» **TASK PROMPT**
Which lines below fall between the one containing "when nothing changes." and the one containing "LessonSwitch::None => return"? Repeat them exactly, counting both of those lines, and add nothing else.

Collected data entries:

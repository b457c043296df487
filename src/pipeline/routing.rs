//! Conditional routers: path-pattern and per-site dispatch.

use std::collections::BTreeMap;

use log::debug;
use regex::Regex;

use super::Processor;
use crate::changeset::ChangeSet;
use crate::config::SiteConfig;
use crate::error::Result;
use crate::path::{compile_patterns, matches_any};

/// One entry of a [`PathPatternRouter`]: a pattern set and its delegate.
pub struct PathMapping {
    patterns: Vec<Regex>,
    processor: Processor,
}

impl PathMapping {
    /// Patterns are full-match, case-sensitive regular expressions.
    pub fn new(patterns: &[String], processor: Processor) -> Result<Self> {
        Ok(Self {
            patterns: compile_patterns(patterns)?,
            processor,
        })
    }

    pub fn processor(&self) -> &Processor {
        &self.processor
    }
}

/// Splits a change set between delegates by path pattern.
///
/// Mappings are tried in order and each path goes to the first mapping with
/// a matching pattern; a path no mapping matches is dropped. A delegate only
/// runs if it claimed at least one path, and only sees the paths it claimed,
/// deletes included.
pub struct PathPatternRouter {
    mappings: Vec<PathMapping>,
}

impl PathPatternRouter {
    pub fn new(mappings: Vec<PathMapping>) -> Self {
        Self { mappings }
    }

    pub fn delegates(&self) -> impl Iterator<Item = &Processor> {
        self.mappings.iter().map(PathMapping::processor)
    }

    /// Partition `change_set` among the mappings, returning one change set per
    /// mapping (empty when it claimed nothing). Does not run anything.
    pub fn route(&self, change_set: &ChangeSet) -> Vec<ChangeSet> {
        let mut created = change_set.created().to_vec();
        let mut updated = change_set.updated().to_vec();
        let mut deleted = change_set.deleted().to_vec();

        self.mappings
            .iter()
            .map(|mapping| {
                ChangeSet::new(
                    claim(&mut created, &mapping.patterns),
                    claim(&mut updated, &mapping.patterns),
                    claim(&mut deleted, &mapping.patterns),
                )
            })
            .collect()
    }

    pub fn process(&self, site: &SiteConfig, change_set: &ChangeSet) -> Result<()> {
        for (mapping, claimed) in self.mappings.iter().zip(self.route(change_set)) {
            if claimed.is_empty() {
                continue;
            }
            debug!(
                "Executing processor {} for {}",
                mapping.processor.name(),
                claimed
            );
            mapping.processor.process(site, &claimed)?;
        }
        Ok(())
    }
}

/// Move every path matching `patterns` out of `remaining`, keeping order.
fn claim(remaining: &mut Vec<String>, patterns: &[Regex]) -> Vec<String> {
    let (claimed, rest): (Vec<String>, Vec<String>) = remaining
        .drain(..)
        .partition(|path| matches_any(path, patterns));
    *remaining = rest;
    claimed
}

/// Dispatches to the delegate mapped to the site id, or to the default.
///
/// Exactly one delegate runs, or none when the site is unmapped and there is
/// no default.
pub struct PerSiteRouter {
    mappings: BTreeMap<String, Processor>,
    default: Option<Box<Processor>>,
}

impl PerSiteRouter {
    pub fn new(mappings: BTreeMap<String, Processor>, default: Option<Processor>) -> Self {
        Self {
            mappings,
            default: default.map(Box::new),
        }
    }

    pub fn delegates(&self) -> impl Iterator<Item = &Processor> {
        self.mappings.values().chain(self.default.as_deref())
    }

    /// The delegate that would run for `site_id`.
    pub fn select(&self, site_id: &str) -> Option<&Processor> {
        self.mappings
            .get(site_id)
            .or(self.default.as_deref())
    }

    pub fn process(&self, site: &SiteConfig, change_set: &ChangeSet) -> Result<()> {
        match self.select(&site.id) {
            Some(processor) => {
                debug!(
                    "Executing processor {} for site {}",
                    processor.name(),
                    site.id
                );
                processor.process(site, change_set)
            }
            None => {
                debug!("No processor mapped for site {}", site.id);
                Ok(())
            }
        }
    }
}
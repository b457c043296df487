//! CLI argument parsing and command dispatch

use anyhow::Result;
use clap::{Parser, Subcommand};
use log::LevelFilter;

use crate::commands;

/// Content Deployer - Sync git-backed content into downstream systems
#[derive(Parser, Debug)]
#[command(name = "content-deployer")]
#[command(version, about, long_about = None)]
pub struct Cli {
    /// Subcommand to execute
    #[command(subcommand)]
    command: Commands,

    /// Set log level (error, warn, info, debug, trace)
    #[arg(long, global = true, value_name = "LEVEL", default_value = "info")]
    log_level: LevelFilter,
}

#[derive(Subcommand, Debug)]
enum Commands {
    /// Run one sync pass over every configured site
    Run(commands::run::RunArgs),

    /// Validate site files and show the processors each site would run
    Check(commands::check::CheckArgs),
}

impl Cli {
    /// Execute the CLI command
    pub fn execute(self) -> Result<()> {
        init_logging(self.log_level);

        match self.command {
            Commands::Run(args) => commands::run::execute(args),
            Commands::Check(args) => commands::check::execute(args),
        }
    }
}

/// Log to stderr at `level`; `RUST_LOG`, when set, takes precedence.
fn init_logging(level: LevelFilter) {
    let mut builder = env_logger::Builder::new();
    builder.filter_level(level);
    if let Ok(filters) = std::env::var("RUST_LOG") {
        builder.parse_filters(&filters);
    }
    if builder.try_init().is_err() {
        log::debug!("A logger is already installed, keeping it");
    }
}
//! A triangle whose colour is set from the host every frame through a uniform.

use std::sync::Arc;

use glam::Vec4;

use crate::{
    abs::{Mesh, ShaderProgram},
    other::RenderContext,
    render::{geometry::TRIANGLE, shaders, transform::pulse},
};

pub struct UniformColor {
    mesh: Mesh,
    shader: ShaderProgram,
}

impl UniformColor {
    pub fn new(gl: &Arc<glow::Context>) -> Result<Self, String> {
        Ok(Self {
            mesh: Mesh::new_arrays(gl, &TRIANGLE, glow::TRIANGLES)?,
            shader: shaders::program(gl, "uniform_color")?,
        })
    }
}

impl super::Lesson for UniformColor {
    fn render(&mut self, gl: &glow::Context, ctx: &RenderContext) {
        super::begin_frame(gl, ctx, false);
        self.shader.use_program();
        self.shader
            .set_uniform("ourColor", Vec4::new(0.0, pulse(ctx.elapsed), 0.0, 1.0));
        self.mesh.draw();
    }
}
==
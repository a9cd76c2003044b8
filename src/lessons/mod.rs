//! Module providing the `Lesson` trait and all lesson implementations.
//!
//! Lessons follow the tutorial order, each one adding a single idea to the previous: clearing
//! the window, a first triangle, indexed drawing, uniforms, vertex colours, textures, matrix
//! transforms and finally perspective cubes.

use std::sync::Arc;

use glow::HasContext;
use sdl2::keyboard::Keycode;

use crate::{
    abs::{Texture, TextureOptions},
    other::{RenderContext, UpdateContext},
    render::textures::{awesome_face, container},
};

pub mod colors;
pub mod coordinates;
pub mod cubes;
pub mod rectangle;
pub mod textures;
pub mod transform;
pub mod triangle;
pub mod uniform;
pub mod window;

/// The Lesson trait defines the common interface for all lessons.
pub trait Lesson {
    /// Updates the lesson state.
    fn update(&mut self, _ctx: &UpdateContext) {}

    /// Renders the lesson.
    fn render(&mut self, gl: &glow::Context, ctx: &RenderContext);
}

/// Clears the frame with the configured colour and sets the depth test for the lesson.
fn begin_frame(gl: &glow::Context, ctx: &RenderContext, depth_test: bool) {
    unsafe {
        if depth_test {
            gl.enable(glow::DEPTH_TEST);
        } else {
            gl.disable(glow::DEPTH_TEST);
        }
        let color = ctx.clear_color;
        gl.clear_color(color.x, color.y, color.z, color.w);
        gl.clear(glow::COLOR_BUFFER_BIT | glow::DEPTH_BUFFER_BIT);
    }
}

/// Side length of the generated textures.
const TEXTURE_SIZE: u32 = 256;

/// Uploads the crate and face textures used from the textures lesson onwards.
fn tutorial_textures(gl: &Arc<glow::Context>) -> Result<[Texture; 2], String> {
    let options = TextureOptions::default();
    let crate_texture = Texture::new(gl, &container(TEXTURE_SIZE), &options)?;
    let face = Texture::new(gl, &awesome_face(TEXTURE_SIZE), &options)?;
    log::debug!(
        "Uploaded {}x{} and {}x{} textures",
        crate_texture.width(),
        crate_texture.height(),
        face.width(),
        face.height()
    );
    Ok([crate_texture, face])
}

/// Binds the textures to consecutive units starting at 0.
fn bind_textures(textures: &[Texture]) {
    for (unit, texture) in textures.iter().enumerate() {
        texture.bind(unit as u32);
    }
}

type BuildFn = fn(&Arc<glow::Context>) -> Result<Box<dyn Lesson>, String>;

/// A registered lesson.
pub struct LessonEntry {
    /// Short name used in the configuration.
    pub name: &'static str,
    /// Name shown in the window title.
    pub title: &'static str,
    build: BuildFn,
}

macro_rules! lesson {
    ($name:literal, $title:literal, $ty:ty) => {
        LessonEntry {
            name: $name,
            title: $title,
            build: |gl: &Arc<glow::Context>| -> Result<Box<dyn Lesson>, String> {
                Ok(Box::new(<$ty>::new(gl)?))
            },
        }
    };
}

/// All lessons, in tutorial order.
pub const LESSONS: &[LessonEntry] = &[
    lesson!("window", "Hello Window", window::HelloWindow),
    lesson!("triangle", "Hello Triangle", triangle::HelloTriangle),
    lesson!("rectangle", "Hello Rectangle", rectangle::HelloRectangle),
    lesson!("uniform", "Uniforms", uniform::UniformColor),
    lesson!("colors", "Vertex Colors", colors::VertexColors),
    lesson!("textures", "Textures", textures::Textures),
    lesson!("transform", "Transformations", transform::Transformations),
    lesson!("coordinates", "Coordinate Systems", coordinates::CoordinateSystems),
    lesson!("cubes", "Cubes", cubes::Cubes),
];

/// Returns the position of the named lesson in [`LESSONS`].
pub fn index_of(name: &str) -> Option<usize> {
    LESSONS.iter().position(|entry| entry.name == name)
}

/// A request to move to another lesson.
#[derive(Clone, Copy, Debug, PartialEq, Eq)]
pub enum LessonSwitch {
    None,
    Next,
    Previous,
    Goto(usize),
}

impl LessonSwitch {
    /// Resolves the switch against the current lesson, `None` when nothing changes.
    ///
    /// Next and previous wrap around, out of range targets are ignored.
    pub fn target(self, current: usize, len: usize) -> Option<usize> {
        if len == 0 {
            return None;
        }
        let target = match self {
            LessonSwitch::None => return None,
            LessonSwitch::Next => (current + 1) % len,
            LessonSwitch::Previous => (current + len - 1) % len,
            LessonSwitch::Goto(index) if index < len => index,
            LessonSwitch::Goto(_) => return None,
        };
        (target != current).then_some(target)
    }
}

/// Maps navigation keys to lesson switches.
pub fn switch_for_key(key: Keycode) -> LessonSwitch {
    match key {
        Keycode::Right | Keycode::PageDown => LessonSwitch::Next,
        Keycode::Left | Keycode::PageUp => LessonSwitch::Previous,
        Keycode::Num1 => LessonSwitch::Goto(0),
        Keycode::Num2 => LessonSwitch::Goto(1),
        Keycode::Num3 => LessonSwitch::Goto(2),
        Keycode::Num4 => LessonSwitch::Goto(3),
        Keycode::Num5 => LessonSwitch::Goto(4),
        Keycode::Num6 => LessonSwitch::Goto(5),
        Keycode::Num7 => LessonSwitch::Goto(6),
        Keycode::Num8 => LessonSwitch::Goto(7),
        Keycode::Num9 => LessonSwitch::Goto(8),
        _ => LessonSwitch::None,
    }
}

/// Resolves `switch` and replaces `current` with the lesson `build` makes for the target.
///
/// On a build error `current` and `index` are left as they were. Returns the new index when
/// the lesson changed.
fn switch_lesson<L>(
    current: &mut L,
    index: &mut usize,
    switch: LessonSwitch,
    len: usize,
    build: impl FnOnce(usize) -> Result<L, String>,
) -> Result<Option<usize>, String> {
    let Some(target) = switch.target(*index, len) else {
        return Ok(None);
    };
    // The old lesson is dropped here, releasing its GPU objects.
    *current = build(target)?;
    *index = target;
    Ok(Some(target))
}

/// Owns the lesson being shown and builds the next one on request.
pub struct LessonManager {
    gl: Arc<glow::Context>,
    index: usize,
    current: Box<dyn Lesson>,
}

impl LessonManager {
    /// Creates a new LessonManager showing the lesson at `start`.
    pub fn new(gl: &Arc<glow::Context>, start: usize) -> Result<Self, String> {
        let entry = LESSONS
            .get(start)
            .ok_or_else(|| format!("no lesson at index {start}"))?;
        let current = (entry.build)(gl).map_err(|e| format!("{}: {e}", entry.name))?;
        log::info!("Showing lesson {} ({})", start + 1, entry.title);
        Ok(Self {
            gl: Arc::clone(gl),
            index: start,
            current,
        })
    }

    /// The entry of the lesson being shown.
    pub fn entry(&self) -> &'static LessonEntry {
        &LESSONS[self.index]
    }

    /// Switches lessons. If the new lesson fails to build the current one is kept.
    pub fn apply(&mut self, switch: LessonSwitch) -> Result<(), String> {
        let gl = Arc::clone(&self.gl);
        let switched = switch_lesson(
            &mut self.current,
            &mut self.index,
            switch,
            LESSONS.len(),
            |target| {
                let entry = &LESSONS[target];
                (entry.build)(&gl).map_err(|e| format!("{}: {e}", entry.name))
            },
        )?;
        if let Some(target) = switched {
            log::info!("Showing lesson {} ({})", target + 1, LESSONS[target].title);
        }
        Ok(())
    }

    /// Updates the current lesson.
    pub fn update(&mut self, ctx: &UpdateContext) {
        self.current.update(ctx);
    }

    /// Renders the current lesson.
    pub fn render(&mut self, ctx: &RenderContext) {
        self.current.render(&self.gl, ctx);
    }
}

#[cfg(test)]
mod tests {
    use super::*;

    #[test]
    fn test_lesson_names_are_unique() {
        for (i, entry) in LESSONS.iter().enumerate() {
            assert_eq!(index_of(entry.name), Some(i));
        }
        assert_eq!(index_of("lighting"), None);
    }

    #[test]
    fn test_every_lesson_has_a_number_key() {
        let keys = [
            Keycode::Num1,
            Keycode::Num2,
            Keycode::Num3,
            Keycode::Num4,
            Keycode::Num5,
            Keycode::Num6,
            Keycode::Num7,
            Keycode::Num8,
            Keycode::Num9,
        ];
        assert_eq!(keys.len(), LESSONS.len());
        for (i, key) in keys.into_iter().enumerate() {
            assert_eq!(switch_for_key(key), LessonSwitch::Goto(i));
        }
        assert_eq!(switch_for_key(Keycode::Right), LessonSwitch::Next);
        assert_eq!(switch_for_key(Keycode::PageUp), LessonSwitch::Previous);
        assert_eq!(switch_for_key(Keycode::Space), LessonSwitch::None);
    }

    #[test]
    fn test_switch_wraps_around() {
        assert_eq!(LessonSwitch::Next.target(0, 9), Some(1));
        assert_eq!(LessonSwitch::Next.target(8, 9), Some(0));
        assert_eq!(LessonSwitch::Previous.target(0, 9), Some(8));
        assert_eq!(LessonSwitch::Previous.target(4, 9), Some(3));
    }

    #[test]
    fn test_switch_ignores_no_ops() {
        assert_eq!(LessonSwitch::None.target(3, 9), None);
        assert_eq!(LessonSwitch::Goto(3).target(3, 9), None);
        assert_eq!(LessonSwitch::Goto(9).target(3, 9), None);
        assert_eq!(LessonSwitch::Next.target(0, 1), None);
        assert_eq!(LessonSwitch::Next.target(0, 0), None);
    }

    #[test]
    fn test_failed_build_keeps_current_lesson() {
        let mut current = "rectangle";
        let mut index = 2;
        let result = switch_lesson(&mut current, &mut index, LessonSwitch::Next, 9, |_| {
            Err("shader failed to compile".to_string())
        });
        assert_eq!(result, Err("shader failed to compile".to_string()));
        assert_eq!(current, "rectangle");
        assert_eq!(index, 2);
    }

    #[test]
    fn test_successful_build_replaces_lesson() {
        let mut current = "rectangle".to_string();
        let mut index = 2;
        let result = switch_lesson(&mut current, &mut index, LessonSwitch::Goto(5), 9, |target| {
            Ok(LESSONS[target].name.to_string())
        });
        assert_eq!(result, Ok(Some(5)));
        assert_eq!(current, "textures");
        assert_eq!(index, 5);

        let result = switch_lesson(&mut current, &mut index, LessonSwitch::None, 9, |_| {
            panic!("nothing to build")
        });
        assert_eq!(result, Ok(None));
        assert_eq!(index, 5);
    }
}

» **RESULT OF THE EXERCISE**
    /// Resolves the switch against the current lesson, `None` when nothing changes.
    ///
    /// Next and previous wrap around, out of range targets are ignored.
    pub fn target(self, current: usize, len: usize) -> Option<usize> {
        if len == 0 {
            return None;
        }
        let target = match self {
            LessonSwitch::None => return None,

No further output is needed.